Phoneutria Biotecnologia e Serviços Ltda.

1) Tipicamente existem dois iniciadores para obtenção de um produto de PCR (amplicon). Um iniciador 5´- 3´ que trabalha em conjunto com o segundo iniciador 3´- 5´. Entretanto algumas reações são realizadas com 01 iniciador que na verdade irá se anelar em dois ou mais pontos do DNA molde, ou vários iniciadores (reações do tipo multiplex).

ATENÇÃO: Cuidado ao solicitar um iniciador pois sua síntese é feita somente no sentido 5´- 3´.

2) A quantidade de iniciadores para uma reação deve ser calibrada, mas normalmente varia de 1 a 20 picomoles de cada iniciador para reações com volumes finais entre 10-50 ul (microlitros).

3) Normalmente as empresas que sintetizam iniciadores (primers) fornecem informações sobre o produto e então basta diluir o material na concentração desejada, sugerimos no entanto que seja mantido no laboratório uma solução estoque mais concentrada. Veja o exemplo abaixo:

Solução estoque desejada: 200 pmoles/ul ou seja cada microlitro da solução com 200 picomoles de iniciador.

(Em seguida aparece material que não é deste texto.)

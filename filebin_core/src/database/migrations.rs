use chrono::{DateTime, Utc};
use sqlx::{Row, SqlitePool};
use tracing::{error, info};

use crate::error::{AppError, Result};

pub struct MigrationManager {
    pool: SqlitePool,
}

impl MigrationManager {
    pub fn new(pool: SqlitePool) -> Self {
        Self { pool }
    }

    pub async fn run_migrations(&self) -> Result<()> {
        info!("Starting database migrations");

        self.create_migrations_table().await?;

        let current_version = self.get_current_version().await?;
        info!("Current migration version: {}", current_version);

        let migrations = self.get_migrations();
        let mut applied_count = 0;

        for migration in migrations {
            if migration.version > current_version {
                info!("Applying migration {}: {}", migration.version, migration.name);
                self.apply_migration(&migration).await?;
                applied_count += 1;
            }
        }

        if applied_count > 0 {
            info!("Applied {} migrations successfully", applied_count);
        } else {
            info!("No new migrations to apply");
        }

        Ok(())
    }

    async fn create_migrations_table(&self) -> Result<()> {
        sqlx::query(r#"
            CREATE TABLE IF NOT EXISTS _migrations (
                version INTEGER PRIMARY KEY,
                name TEXT NOT NULL,
                applied_at DATETIME NOT NULL DEFAULT CURRENT_TIMESTAMP,
                checksum TEXT NOT NULL
            )
        "#)
        .execute(&self.pool)
        .await
        .map_err(AppError::from)?;

        Ok(())
    }

    async fn get_current_version(&self) -> Result<i64> {
        let result = sqlx::query("SELECT MAX(version) as version FROM _migrations")
            .fetch_optional(&self.pool)
            .await
            .map_err(AppError::from)?;

        match result {
            Some(row) => Ok(row.try_get("version").unwrap_or(0)),
            None => Ok(0),
        }
    }

    async fn apply_migration(&self, migration: &Migration) -> Result<()> {
        let mut tx = self.pool.begin().await.map_err(AppError::from)?;

        for statement in &migration.sql_statements {
            sqlx::query(statement)
                .execute(&mut *tx)
                .await
                .map_err(|e| {
                    error!("Failed to execute migration statement: {}", e);
                    AppError::from(e)
                })?;
        }

        sqlx::query(r#"
            INSERT INTO _migrations (version, name, checksum)
            VALUES (?, ?, ?)
        "#)
        .bind(migration.version)
        .bind(&migration.name)
        .bind(&migration.checksum)
        .execute(&mut *tx)
        .await
        .map_err(AppError::from)?;

        tx.commit().await.map_err(AppError::from)?;
        Ok(())
    }

    fn get_migrations(&self) -> Vec<Migration> {
        vec![
            Migration {
                version: 1,
                name: "create_blobs_table".to_string(),
                checksum: "blobs_v1".to_string(),
                sql_statements: vec![
                    r#"
                    CREATE TABLE blobs (
                        key TEXT PRIMARY KEY,
                        filename TEXT NOT NULL,
                        content_type TEXT NOT NULL,
                        byte_size INTEGER NOT NULL,
                        path TEXT NOT NULL,
                        created_at TEXT NOT NULL
                    )
                    "#.to_string(),
                    r#"
                    CREATE INDEX idx_blobs_content_type ON blobs(content_type)
                    "#.to_string(),
                ],
            },
            Migration {
                version: 2,
                name: "create_uploaded_files_table".to_string(),
                checksum: "uploaded_files_v1".to_string(),
                sql_statements: vec![
                    r#"
                    CREATE TABLE uploaded_files (
                        id INTEGER PRIMARY KEY AUTOINCREMENT,
                        blob_key TEXT NOT NULL UNIQUE,
                        created_at TEXT NOT NULL,
                        FOREIGN KEY (blob_key) REFERENCES blobs(key)
                    )
                    "#.to_string(),
                    r#"
                    CREATE INDEX idx_uploaded_files_blob_key ON uploaded_files(blob_key)
                    "#.to_string(),
                ],
            },
        ]
    }

    pub async fn get_migration_history(&self) -> Result<Vec<MigrationRecord>> {
        let rows = sqlx::query(r#"
            SELECT version, name, applied_at, checksum
            FROM _migrations
            ORDER BY version
        "#)
        .fetch_all(&self.pool)
        .await
        .map_err(AppError::from)?;

        let mut records = Vec::new();
        for row in rows {
            records.push(MigrationRecord {
                version: row.try_get("version").unwrap_or(0),
                name: row.try_get("name").unwrap_or_default(),
                applied_at: row.try_get("applied_at").unwrap_or_else(|_| Utc::now()),
                checksum: row.try_get("checksum").unwrap_or_default(),
            });
        }

        Ok(records)
    }
}

#[derive(Debug, Clone)]
struct Migration {
    version: i64,
    name: String,
    checksum: String,
    sql_statements: Vec<String>,
}

#[derive(Debug, Clone, serde::Serialize)]
pub struct MigrationRecord {
    pub version: i64,
    pub name: String,
    pub applied_at: DateTime<Utc>,
    pub checksum: String,
}

pub async fn run_migrations(pool: SqlitePool) -> Result<()> {
    let migration_manager = MigrationManager::new(pool);
    migration_manager.run_migrations().await
}
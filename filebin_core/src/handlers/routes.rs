//! Route table for the uploaded-files service

use axum::{extract::State, response::IntoResponse, routing::get, Json, Router};

use crate::{models::ApiResponse, AppState};

use super::uploads;

pub fn create_routes() -> Router<AppState> {
    Router::new()
        .route("/", get(handle_root))
        .route("/health", get(handle_health))
        .route(
            "/uploaded_files",
            get(uploads::list_uploaded_files).post(uploads::create_uploaded_file),
        )
        .route("/uploaded_files/new", get(uploads::new_uploaded_file))
        .route("/uploaded_files/:id", get(uploads::show_uploaded_file))
        .route("/uploaded_files/:id/blob", get(uploads::serve_blob))
}

async fn handle_root(State(state): State<AppState>) -> impl IntoResponse {
    Json(ApiResponse::success(serde_json::json!({
        "app": state.app_name,
        "version": state.version,
        "endpoints": {
            "health": "/health",
            "uploaded_files": "/uploaded_files",
            "uploaded_file": "/uploaded_files/{id}",
            "new_uploaded_file": "/uploaded_files/new",
            "blob": "/uploaded_files/{id}/blob"
        }
    })))
}

async fn handle_health(State(state): State<AppState>) -> impl IntoResponse {
    let database = match state.db_manager.health_check().await {
        Ok(()) => "healthy",
        Err(_) => "unhealthy",
    };

    Json(ApiResponse::success(serde_json::json!({
        "status": "healthy",
        "database": database,
        "timestamp": chrono::Utc::now().timestamp(),
    })))
}
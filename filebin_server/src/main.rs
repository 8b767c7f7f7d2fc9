//! Main entry point for the filebin server binary

use anyhow::Result;
use filebin_core::{
    create_app, get_database_pool, run_migrations, run_server, AppConfig, AppState,
    BlobRepository, DatabaseManager, DiskBlobStore, DiskBlobStoreConfig, UploadService,
    UploadedFileRepository,
};
use std::net::SocketAddr;
use tracing::info;
use tracing_subscriber::{fmt, prelude::*, EnvFilter};

#[tokio::main]
async fn main() -> Result<()> {
    init_tracing();

    let config = AppConfig::load()
        .map_err(|e| anyhow::anyhow!("Failed to load configuration: {}", e))?;

    info!("Configuration loaded successfully");
    info!("Server will bind to: {}", config.bind_address());
    info!("Database URL: {}", config.database.url);

    config
        .create_directories()
        .map_err(|e| anyhow::anyhow!("Failed to create directories: {}", e))?;

    let addr: SocketAddr = config
        .bind_address()
        .parse()
        .map_err(|e| anyhow::anyhow!("Invalid bind address: {}", e))?;

    let pool = get_database_pool(&config.database.url)
        .await
        .map_err(|e| anyhow::anyhow!("Failed to create database pool: {}", e))?;

    if config.database.migrate_on_start {
        run_migrations(pool.clone())
            .await
            .map_err(|e| anyhow::anyhow!("Failed to run database migrations: {}", e))?;
    }

    let db_manager = DatabaseManager::new(pool.clone());

    let store_config = DiskBlobStoreConfig {
        root: config.storage.root.clone(),
        fan_out: config.storage.fan_out,
    };
    let blob_store = DiskBlobStore::new(store_config, BlobRepository::new(pool.clone()));
    blob_store
        .initialize()
        .await
        .map_err(|e| anyhow::anyhow!("Failed to initialize blob store: {}", e))?;
    info!("Blob store initialized at {}", config.storage.root.display());

    let upload_service = UploadService::new(blob_store, UploadedFileRepository::new(pool));

    let state = AppState::new(db_manager, upload_service);
    info!("App: {} v{}", state.app_name, state.version);

    let app = create_app(state);

    run_server(app, addr).await?;

    info!("Server shutdown complete");
    Ok(())
}

fn init_tracing() {
    let env_filter = EnvFilter::try_from_default_env().unwrap_or_else(|_| {
        let default_level = if cfg!(debug_assertions) { "debug" } else { "info" };

        format!(
            "{}={},tower_http=debug,axum=debug",
            env!("CARGO_CRATE_NAME").replace('-', "_"),
            default_level
        )
        .into()
    });

    let fmt_layer = fmt::layer().with_target(true).with_file(true).with_line_number(true);

    let is_json = std::env::var("LOG_FORMAT")
        .map(|v| v.to_lowercase() == "json")
        .unwrap_or(false);

    if is_json {
        tracing_subscriber::registry()
            .with(env_filter)
            .with(fmt_layer.json())
            .init();
    } else {
        tracing_subscriber::registry()
            .with(env_filter)
            .with(fmt_layer.pretty())
            .init();
    }
}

Solução de uso desejada: 5 pmoles/ul ou seja cada microlitro da solução com 5 picomoles de iniciador.

4) Informações do fabricante:

nmoles: 40.

Material normalmente liofilizado que deve ser ressuspendido em TE. Como todo material no tubo foi quantificado em 40 nmoles e se a solução estoque desejada é de 200 pmol/ul temos:

40 nmoles = 40.000 pmoles
40.000 pmol dividido por 200 (Solução estoque desejada: 200 pmoles/ul) = 200 ul
Utilize 200 ul de TE para resuspender o iniciador no tubo.

5) Para preparar 1.000 ul de solução de iniciador para uso utilize:
Vi x Ci = Vf x Cf
assim temos: X x 200 pmoles/ul = 1.000 ul x 5 pmoles/ul
Resultado = 25 ul
Misture 25 ul da solução estoque (200 pmoles/ul) com 975 ul de água para PCR para obter a solução de uso (5 pmoles/ul ).

6) A solução de uso descrita nesse exemplo é apenas ilustrativa. Veja calibrando uma PCR.

Aspectos gerais para uma PCR (23/06/2008)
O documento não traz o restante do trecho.